Data entries:

//! `scarelink probe`: one bounded reachability check of the status endpoint.

use std::time::Instant;

use serde::Serialize;

use scarelink_core::{ConnectionConfig, CoreError, DeviceProbe, TransportConfig};

use crate::cli::GlobalOpts;
use crate::error::CliError;
use crate::output;

#[derive(Debug, Serialize)]
struct ProbeReport {
    address: String,
    reachable: bool,
    elapsed_ms: u64,
}

pub async fn handle(config: &ConnectionConfig, global: &GlobalOpts) -> Result<(), CliError> {
    let transport = TransportConfig::local(config.probe_timeout);
    let probe = DeviceProbe::new(&transport).map_err(CoreError::from)?;

    let started = Instant::now();
    let reachable = probe
        .probe(&config.status_address, config.probe_timeout)
        .await;
    let report = ProbeReport {
        address: config.status_address.to_string(),
        reachable,
        elapsed_ms: u64::try_from(started.elapsed().as_millis()).unwrap_or(u64::MAX),
    };

    let color = output::should_color(&global.color);
    let out = output::render_single(&global.output, &report, |r| {
        format!(
            "{}  {}  ({} ms)",
            r.address,
            output::link_label(r.reachable, color),
            r.elapsed_ms
        )
    });
    output::print_output(&out, global.quiet);

    if reachable {
        Ok(())
    } else {
        Err(CliError::Unreachable {
            target: report.address,
        })
    }
}
// Camera board HTTP client
//
// The camera board serves its sensor readings at a status path and accepts
// setting changes through `/control?var=<name>&val=<int>`. Both are plain
// request/response calls; polling cadence lives in `scarelink-core`.

use tracing::{debug, trace};

use crate::address::DeviceAddress;
use crate::error::Error;
use crate::telemetry::{CameraControl, TelemetryPayload, parse_telemetry};
use crate::transport::TransportConfig;

const CONTROL_PATH: &str = "/control";

/// HTTP client for one camera board.
#[derive(Debug, Clone)]
pub struct StatusClient {
    http: reqwest::Client,
    address: DeviceAddress,
}

impl StatusClient {
    /// Build a client for `address` (whose `path` is the status path).
    pub fn new(address: DeviceAddress, transport: &TransportConfig) -> Result<Self, Error> {
        Ok(Self {
            http: transport.build_client()?,
            address,
        })
    }

    /// Create a status client with a pre-built `reqwest::Client`.
    pub fn with_client(http: reqwest::Client, address: DeviceAddress) -> Self {
        Self { http, address }
    }

    /// The status endpoint this client polls.
    pub fn address(&self) -> &DeviceAddress {
        &self.address
    }

    /// `GET` the status path and decode the body.
    ///
    /// Any non-2xx status or a body that fails to decode is an error.
    pub async fn fetch_status(&self) -> Result<TelemetryPayload, Error> {
        let url = self.address.http_url()?;
        trace!(%url, "polling status");

        let resp = self.http.get(url.clone()).send().await?;
        let status = resp.status();
        if !status.is_success() {
            return Err(Error::Status {
                status: status.as_u16(),
                url: url.to_string(),
            });
        }

        let body = resp.text().await?;
        parse_telemetry(&body)
    }

    /// Apply one camera setting.
    pub async fn control(&self, control: CameraControl) -> Result<(), Error> {
        let mut url = self.address.http_base()?.join(CONTROL_PATH)?;
        url.query_pairs_mut()
            .append_pair("var", control.var.as_ref())
            .append_pair("val", &control.value.to_string());
        debug!(var = %control.var, value = control.value, "camera control");

        let resp = self.http.get(url.clone()).send().await?;
        let status = resp.status();
        if status.is_success() {
            Ok(())
        } else {
            Err(Error::Status {
                status: status.as_u16(),
                url: url.to_string(),
            })
        }
    }
}
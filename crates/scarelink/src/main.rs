mod cli;
mod commands;
mod config;
mod error;
mod output;

use clap::Parser;
use tracing_subscriber::EnvFilter;

use crate::cli::{Cli, Command};
use crate::error::CliError;

#[tokio::main]
async fn main() {
    let cli = Cli::parse();

    init_tracing(cli.global.verbose);

    if let Err(err) = run(cli).await {
        let code = err.exit_code();
        eprintln!("{:?}", miette::Report::new(err));
        std::process::exit(code);
    }
}

fn init_tracing(verbosity: u8) {
    let filter = match verbosity {
        0 => "warn",
        1 => "info",
        2 => "debug",
        _ => "trace",
    };

    tracing_subscriber::fmt()
        .with_env_filter(
            EnvFilter::try_from_default_env().unwrap_or_else(|_| EnvFilter::new(filter)),
        )
        .with_target(false)
        .with_writer(std::io::stderr)
        .init();
}

async fn run(cli: Cli) -> Result<(), CliError> {
    match cli.command {
        // Config commands never touch the device
        Command::Config(args) => commands::config_cmd::handle(args, &cli.global),

        Command::Completions(args) => {
            use clap::CommandFactory;
            use clap_complete::generate;

            let mut cmd = Cli::command();
            generate(args.shell, &mut cmd, "scarelink", &mut std::io::stdout());
            Ok(())
        }

        cmd => {
            let connection = config::resolve_connection(&cli.global)?;
            tracing::debug!(command = ?cmd, "dispatching command");
            commands::dispatch(cmd, connection, &cli.global).await
        }
    }
}
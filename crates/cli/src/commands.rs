//! Clap command tree.

use clap::{value_parser, Arg, ArgAction, Command};

/// Build the top-level command.
pub fn build_cli() -> Command {
    Command::new("spanscope")
        .about("Live span index viewer")
        .version(env!("CARGO_PKG_VERSION"))
        .subcommand_required(true)
        .arg_required_else_help(true)
        .arg(
            Arg::new("config")
                .long("config")
                .short('c')
                .global(true)
                .value_name("FILE")
                .help("Feed configuration (TOML)"),
        )
        .arg(
            Arg::new("url")
                .long("url")
                .global(true)
                .value_name("URL")
                .help("Span server base URL, overrides the config file"),
        )
        .arg(
            Arg::new("json")
                .long("json")
                .global(true)
                .action(ArgAction::SetTrue)
                .help("Print JSON instead of tables"),
        )
        .arg(
            Arg::new("verbose")
                .long("verbose")
                .short('v')
                .global(true)
                .action(ArgAction::Count)
                .help("Increase log verbosity (-v info, -vv debug, -vvv trace)"),
        )
        .subcommand(
            Command::new("history")
                .about("Fetch history from the span server and list traces")
                .arg(limit_arg()),
        )
        .subcommand(
            Command::new("replay")
                .about("Load a JSON-Lines span file and list traces")
                .arg(file_arg())
                .arg(limit_arg()),
        )
        .subcommand(
            Command::new("tree")
                .about("Print the span tree of one trace")
                .arg(Arg::new("trace_id").required(true).value_name("TRACE_ID"))
                .arg(
                    Arg::new("file")
                        .long("file")
                        .short('f')
                        .value_name("FILE")
                        .help("Read spans from a JSON-Lines file instead of the server"),
                ),
        )
        .subcommand(
            Command::new("tail")
                .about("Follow the live stream, printing spans as they arrive"),
        )
}

fn file_arg() -> Arg {
    Arg::new("file").required(true).value_name("FILE")
}

fn limit_arg() -> Arg {
    Arg::new("limit")
        .long("limit")
        .short('n')
        .value_name("N")
        .value_parser(value_parser!(usize))
        .help("Show at most N traces")
}
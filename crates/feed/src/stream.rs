//! Blocking SSE transport
//!
//! [`StreamClient`] holds the connection to `<base>/api/spans/stream` and
//! drives a [`LiveFeed`]:
//!
//! ```text
//! loop:
//!   connect ── fail ──────────────────────────┐
//!     │ ok                                     │
//!   feed.on_open(history)   (bulk reload)      │
//!   read lines → SseDecoder → feed.on_event    │
//!     │ eof / read error / timeout             │
//!   feed.on_error() ◄──────────────────────────┘
//!   sleep(backoff)
//! ```
//!
//! The read timeout bounds how long a silent connection is trusted and how
//! long a stop request may take to be noticed.

use crate::backoff::Backoff;
use crate::config::FeedConfig;
use crate::history::{agent, http_error, HttpHistory};
use crate::live::{EventOutcome, LiveFeed};
use crate::sse::SseDecoder;
use spanscope_core::Result;
use std::io::{BufRead, BufReader};
use std::sync::atomic::{AtomicBool, Ordering};
use std::time::Duration;

/// Granularity of the interruptible sleep between attempts
const STOP_POLL: Duration = Duration::from_millis(100);

/// Counters for one connection
#[derive(Debug, Clone, Copy, Default, PartialEq, Eq)]
pub struct SessionStats {
    /// Records loaded by the bootstrap reload
    pub history: usize,
    /// Live records ingested
    pub ingested: usize,
    /// Live records dropped as malformed
    pub skipped: usize,
}

/// Connection to the span server's live stream
#[derive(Debug, Clone)]
pub struct StreamClient {
    config: FeedConfig,
    agent: ureq::Agent,
}

impl StreamClient {
    /// Build from feed configuration
    pub fn new(config: FeedConfig) -> Self {
        let agent = agent(&config);
        Self { config, agent }
    }

    /// Configuration in use
    pub fn config(&self) -> &FeedConfig {
        &self.config
    }

    /// History source that shares this client's agent
    pub fn history(&self) -> HttpHistory {
        HttpHistory::with_agent(self.config.history_url(), self.agent.clone())
    }

    /// Connect once and pump events into `feed` until the stream ends
    ///
    /// Returns `Err` when the connection cannot be established or a read
    /// fails. A clean end of stream returns the session counters. Either way
    /// the caller is expected to report the drop with `feed.on_error()`.
    pub fn run_once(&self, feed: &LiveFeed, stop: &AtomicBool) -> Result<SessionStats> {
        let url = self.config.stream_url();
        let response = self
            .agent
            .get(&url)
            .set("Accept", "text/event-stream")
            .set("Cache-Control", "no-cache")
            .call()
            .map_err(|e| http_error(&url, e))?;

        let mut stats = SessionStats {
            history: feed.on_open(&self.history()),
            ..SessionStats::default()
        };

        let mut reader = BufReader::new(response.into_reader());
        let mut decoder = SseDecoder::new();
        let mut buf = Vec::new();

        while !stop.load(Ordering::Relaxed) {
            buf.clear();
            if reader.read_until(b'\n', &mut buf)? == 0 {
                tracing::debug!(url = %url, "Stream closed by server");
                break;
            }
            let line = match std::str::from_utf8(&buf) {
                Ok(line) => line,
                Err(e) => {
                    // Drop only the frame this line belongs to
                    decoder.discard_frame();
                    feed.on_unreadable(&e);
                    stats.skipped += 1;
                    continue;
                }
            };
            let Some(event) = decoder.feed_line(line.trim_end_matches('\n')) else {
                continue;
            };
            match feed.on_event(&event) {
                EventOutcome::Ingested => stats.ingested += 1,
                EventOutcome::Skipped => stats.skipped += 1,
                EventOutcome::Ignored => {}
            }
        }
        Ok(stats)
    }

    /// Follow the stream until `stop` is set, reconnecting with backoff
    pub fn run(&self, feed: &LiveFeed, stop: &AtomicBool) {
        let mut backoff = Backoff::from_config(&self.config);

        while !stop.load(Ordering::Relaxed) {
            match self.run_once(feed, stop) {
                Ok(stats) => {
                    tracing::info!(
                        history = stats.history,
                        ingested = stats.ingested,
                        skipped = stats.skipped,
                        "Stream session ended"
                    );
                    backoff.reset();
                }
                Err(e) => {
                    tracing::warn!(url = %self.config.stream_url(), error = %e, "Stream failed");
                }
            }
            if stop.load(Ordering::Relaxed) {
                break;
            }

            feed.on_error();
            let delay = backoff.next_delay();
            tracing::info!(delay_ms = delay.as_millis() as u64, "Reconnecting");
            sleep_unless_stopped(delay, stop);
        }

        feed.disconnect();
    }
}

fn sleep_unless_stopped(delay: Duration, stop: &AtomicBool) {
    let mut remaining = delay;
    while !remaining.is_zero() && !stop.load(Ordering::Relaxed) {
        let step = remaining.min(STOP_POLL);
        std::thread::sleep(step);
        remaining -= step;
    }
}
//! Core types for spanscope
//!
//! This crate defines the fundamental types used throughout the system:
//! - [`Span`]: one timed unit of work, identified by `span_id`
//! - [`TraceInfo`]: rollup summary of all spans sharing a `trace_id`
//! - [`SpanValue`] / [`SpanData`]: the primitive attribute bag on a span
//! - [`HistorySource`]: boundary trait for bootstrap batches
//! - [`Error`]: errors raised at the I/O boundary

#![warn(missing_docs)]
#![warn(clippy::all)]

pub mod error;
pub mod primitives;
pub mod source;
pub mod value;

pub use error::{Error, Result};
pub use primitives::{Span, SpanKind, SpanStatus, TraceInfo};
pub use source::HistorySource;
pub use value::{SpanData, SpanValue};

◆ Task brief: Looking through the data above, copy out each line in which the string "const" occurs.

◆ Result:
const CONTROL_PATH: &str = "/control";
const STOP_POLL: Duration = Duration::from_millis(100);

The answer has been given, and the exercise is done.